[Stored data]
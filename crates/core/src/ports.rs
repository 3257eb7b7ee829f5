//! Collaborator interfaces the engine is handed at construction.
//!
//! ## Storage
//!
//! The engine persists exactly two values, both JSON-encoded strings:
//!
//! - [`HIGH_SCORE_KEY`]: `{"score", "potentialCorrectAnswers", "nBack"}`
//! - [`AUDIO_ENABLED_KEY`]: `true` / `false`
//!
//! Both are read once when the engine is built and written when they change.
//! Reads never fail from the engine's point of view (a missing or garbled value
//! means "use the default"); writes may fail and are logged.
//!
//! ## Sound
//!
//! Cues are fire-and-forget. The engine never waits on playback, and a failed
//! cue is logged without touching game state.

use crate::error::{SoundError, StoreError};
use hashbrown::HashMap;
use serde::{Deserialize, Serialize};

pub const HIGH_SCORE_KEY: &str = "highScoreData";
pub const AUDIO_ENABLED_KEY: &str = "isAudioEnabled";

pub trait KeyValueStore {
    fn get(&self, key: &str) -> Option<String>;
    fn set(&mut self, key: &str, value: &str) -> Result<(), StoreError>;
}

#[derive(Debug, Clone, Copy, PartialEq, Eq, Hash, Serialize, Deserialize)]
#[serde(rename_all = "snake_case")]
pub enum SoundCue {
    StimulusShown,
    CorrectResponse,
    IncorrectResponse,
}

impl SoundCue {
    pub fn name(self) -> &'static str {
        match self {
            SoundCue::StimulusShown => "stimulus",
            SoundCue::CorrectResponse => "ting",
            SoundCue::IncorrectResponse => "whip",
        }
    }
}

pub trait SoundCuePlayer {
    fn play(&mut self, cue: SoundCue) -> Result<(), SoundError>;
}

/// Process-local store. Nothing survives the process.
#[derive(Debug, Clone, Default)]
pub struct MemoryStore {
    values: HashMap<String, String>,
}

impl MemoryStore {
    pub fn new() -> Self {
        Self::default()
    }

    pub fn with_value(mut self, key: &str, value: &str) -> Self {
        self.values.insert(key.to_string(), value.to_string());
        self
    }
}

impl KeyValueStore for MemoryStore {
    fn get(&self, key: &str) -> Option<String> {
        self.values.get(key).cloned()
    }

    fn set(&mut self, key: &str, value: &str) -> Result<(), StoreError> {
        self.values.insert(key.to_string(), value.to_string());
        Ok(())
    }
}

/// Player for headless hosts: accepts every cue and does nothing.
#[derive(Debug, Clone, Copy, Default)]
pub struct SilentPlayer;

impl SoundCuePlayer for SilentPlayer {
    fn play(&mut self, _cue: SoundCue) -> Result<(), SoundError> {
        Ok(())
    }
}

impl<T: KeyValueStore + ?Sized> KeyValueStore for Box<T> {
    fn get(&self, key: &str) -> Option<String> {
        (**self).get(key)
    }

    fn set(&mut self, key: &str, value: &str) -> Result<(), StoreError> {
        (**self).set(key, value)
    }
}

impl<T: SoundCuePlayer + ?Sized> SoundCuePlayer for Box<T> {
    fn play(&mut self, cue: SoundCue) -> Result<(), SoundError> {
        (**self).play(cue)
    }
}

...

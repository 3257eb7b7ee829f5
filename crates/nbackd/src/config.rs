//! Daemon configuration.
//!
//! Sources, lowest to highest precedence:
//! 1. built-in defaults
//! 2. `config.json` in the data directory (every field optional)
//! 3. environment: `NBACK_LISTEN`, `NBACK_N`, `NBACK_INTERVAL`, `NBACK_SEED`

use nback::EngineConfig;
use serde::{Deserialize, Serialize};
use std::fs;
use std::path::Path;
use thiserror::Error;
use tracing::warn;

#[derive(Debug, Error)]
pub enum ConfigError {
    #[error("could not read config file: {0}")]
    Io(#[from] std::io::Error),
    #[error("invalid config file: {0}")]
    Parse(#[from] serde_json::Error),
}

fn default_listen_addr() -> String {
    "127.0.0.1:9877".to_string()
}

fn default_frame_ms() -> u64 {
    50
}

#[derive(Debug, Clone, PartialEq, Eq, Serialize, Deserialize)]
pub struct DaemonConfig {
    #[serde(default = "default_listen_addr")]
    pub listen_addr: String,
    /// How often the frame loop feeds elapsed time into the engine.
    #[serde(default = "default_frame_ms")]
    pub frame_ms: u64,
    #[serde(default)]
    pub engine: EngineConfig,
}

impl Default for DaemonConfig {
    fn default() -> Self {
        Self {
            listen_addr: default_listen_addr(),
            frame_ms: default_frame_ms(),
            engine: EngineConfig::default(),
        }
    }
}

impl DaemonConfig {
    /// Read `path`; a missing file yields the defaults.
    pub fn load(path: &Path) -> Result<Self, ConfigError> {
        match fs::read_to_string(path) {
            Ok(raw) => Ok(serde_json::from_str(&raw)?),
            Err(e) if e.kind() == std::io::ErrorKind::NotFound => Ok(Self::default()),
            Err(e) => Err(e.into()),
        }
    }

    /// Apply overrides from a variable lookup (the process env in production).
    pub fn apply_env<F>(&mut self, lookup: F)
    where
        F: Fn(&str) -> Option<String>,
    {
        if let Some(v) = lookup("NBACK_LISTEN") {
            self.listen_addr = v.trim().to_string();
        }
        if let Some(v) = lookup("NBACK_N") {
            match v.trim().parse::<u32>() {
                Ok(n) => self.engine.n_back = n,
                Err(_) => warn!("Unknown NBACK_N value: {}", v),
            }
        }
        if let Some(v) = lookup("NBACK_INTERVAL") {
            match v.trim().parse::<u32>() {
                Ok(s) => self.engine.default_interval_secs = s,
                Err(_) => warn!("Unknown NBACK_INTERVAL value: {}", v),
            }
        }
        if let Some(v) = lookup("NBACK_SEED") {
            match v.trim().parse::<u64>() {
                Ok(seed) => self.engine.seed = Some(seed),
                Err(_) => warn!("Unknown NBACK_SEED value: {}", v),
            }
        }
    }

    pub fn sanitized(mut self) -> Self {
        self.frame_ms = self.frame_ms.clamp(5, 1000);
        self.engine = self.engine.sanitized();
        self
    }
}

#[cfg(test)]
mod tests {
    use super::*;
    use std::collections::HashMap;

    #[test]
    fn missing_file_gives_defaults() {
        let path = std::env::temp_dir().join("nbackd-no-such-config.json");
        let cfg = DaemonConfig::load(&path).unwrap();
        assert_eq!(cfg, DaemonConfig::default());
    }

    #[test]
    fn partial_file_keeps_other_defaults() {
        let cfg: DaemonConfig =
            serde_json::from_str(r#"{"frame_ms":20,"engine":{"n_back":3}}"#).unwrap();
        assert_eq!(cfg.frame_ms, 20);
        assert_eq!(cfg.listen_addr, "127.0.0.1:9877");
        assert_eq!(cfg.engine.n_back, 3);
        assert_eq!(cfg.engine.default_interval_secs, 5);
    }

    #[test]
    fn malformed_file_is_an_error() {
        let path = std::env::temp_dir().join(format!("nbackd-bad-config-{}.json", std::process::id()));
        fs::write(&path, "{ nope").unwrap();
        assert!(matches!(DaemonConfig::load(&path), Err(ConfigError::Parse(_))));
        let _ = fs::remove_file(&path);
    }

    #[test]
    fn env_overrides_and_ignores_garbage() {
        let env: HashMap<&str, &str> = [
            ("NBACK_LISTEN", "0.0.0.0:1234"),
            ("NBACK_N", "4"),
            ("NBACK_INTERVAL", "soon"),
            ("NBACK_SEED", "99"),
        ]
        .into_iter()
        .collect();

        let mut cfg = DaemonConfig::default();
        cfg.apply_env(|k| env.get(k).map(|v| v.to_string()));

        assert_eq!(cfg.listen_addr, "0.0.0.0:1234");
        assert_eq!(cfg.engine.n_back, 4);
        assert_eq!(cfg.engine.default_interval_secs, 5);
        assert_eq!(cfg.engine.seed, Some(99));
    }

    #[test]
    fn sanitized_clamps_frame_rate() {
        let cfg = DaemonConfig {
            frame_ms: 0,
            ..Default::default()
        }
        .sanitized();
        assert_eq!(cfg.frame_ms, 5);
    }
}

# EXERCISE PROMPT
Looking at the records above, how many lines contain "SilentPlayer"? Answer with the number alone.

# EXERCISE SOLUTION
2